AIM OF THE EXERCISE: Look for the line that has "filename src/api/rest/discover.rs" in the material below; please repeat it and every line after it, exactly, up to and including the line that has "pub struct NearbyHit", and nothing else.

DATA UNDER STUDY:
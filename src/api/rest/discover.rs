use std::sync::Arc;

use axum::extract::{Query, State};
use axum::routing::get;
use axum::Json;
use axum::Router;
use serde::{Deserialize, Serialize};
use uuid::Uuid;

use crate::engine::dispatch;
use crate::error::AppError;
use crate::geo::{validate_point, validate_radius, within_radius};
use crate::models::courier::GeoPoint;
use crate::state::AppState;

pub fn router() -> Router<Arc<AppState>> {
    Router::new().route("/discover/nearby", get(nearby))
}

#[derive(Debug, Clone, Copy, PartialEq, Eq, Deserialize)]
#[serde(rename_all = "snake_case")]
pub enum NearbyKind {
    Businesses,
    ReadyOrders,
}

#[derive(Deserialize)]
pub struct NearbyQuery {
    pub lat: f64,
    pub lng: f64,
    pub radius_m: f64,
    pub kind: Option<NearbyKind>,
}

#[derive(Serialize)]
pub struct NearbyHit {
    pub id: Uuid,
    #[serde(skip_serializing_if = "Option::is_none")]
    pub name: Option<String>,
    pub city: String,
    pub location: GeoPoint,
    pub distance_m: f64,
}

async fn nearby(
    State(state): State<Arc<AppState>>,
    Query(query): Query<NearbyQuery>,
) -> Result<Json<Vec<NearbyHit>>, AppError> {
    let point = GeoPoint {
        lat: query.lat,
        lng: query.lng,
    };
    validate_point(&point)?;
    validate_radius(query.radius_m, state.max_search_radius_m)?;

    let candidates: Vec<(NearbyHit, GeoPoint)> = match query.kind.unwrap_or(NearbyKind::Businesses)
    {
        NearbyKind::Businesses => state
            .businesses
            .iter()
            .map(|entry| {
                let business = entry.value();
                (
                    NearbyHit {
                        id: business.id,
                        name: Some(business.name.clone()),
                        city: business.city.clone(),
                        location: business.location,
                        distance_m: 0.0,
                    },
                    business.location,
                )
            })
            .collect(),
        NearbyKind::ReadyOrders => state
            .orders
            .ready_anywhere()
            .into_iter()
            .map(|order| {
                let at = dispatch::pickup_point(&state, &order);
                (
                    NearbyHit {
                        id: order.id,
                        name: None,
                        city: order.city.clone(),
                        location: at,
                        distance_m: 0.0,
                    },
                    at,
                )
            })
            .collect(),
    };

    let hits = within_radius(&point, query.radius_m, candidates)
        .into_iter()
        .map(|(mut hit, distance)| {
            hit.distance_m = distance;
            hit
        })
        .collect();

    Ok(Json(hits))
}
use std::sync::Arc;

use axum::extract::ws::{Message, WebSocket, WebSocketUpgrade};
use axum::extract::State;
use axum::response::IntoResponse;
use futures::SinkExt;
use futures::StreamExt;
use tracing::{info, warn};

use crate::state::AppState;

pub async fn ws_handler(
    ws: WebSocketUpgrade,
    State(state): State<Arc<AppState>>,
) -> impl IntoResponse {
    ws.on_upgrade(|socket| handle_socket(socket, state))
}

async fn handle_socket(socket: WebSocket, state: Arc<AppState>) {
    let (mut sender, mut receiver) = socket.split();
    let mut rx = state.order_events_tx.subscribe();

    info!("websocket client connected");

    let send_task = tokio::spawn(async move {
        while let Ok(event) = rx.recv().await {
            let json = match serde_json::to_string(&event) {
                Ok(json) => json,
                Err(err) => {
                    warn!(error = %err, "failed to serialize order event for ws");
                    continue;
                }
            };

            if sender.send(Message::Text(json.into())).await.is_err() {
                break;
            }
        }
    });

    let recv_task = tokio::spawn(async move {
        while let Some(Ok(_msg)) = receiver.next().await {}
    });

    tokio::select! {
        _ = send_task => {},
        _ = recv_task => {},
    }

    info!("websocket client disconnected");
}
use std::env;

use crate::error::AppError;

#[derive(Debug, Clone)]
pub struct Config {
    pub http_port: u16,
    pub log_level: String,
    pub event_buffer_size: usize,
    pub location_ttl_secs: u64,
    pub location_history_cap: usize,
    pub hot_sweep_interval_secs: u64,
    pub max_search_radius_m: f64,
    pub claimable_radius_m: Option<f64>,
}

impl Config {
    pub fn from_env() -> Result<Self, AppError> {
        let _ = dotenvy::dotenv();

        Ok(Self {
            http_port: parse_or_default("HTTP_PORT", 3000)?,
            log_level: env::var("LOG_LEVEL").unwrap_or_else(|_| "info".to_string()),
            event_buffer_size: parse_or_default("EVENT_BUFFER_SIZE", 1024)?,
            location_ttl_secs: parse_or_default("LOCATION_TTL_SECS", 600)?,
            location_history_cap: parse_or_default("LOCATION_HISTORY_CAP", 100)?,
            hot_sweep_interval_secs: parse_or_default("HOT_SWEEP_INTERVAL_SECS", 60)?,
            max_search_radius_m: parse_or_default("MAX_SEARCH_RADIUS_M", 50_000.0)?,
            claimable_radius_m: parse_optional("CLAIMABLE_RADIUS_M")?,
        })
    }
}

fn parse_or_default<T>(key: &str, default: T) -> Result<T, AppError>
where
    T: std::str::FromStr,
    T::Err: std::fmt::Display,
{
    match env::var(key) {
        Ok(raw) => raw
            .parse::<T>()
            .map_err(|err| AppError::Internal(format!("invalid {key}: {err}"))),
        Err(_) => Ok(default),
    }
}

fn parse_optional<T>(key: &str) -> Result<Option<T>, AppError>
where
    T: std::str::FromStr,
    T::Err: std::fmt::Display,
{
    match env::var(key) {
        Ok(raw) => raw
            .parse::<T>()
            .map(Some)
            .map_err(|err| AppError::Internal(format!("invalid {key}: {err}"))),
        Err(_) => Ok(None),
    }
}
---
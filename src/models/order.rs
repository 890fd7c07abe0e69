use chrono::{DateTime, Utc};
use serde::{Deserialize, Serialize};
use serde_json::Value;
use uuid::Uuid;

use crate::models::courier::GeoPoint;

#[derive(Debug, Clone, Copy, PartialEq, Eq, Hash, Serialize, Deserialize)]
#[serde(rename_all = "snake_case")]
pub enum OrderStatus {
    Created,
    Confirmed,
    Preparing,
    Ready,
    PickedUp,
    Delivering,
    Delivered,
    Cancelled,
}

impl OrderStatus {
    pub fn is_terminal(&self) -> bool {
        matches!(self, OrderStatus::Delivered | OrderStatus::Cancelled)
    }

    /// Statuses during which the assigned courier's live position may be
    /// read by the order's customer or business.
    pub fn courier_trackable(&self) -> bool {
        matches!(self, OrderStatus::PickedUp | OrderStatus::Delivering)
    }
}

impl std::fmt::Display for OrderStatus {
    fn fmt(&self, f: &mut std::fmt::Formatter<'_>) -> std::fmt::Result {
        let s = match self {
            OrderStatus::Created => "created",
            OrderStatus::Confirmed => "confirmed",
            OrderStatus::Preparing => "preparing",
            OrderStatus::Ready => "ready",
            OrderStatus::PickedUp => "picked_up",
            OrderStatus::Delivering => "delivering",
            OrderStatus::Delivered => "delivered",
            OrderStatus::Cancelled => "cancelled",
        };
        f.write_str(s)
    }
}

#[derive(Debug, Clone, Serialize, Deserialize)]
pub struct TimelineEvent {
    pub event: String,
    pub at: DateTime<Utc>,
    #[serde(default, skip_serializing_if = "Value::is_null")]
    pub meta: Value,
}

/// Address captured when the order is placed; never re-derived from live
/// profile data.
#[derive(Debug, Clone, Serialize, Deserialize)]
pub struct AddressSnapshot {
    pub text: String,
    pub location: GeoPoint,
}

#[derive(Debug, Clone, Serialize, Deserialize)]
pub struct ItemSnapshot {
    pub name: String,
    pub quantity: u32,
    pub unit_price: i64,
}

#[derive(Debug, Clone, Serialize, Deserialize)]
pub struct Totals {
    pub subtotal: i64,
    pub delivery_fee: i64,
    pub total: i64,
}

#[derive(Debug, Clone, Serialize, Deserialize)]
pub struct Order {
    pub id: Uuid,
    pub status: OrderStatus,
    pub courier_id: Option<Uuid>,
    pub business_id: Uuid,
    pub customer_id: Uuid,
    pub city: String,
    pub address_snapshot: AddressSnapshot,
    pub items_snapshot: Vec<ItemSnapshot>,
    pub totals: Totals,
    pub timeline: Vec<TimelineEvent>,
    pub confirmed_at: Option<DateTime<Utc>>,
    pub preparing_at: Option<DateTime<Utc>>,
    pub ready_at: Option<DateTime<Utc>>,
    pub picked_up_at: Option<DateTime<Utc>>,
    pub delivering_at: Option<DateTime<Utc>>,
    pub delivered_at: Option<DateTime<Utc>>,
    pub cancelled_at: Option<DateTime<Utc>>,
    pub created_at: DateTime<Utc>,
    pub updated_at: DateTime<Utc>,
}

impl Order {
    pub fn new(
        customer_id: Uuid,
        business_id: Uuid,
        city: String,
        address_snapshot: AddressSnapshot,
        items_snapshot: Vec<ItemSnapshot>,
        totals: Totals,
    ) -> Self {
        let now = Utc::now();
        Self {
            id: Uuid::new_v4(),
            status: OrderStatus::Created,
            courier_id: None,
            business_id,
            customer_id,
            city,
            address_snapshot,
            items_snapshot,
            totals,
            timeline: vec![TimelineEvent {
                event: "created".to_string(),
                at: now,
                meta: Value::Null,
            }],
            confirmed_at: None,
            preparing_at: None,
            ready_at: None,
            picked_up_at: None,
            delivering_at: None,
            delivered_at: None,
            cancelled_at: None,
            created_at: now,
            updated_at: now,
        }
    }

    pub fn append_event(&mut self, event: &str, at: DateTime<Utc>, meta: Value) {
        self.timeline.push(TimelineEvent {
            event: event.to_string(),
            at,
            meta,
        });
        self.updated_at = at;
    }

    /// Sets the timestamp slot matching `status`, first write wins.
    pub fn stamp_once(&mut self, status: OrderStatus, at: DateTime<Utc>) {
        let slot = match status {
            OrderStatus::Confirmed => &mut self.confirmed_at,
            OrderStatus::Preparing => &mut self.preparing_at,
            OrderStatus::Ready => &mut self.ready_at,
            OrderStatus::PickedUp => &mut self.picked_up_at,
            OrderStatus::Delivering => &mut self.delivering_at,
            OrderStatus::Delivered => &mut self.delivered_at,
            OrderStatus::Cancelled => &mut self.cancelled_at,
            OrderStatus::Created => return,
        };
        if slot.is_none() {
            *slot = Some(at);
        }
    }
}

RESPONSE TO THIS EXERCISE:
filename src/api/rest/discover.rs
use std::sync::Arc;

use axum::extract::{Query, State};
use axum::routing::get;
use axum::Json;
use axum::Router;
use serde::{Deserialize, Serialize};
use uuid::Uuid;

use crate::engine::dispatch;
use crate::error::AppError;
use crate::geo::{validate_point, validate_radius, within_radius};
use crate::models::courier::GeoPoint;
use crate::state::AppState;

pub fn router() -> Router<Arc<AppState>> {
    Router::new().route("/discover/nearby", get(nearby))
}

#[derive(Debug, Clone, Copy, PartialEq, Eq, Deserialize)]
#[serde(rename_all = "snake_case")]
pub enum NearbyKind {
    Businesses,
    ReadyOrders,
}

#[derive(Deserialize)]
pub struct NearbyQuery {
    pub lat: f64,
    pub lng: f64,
    pub radius_m: f64,
    pub kind: Option<NearbyKind>,
}

#[derive(Serialize)]
pub struct NearbyHit {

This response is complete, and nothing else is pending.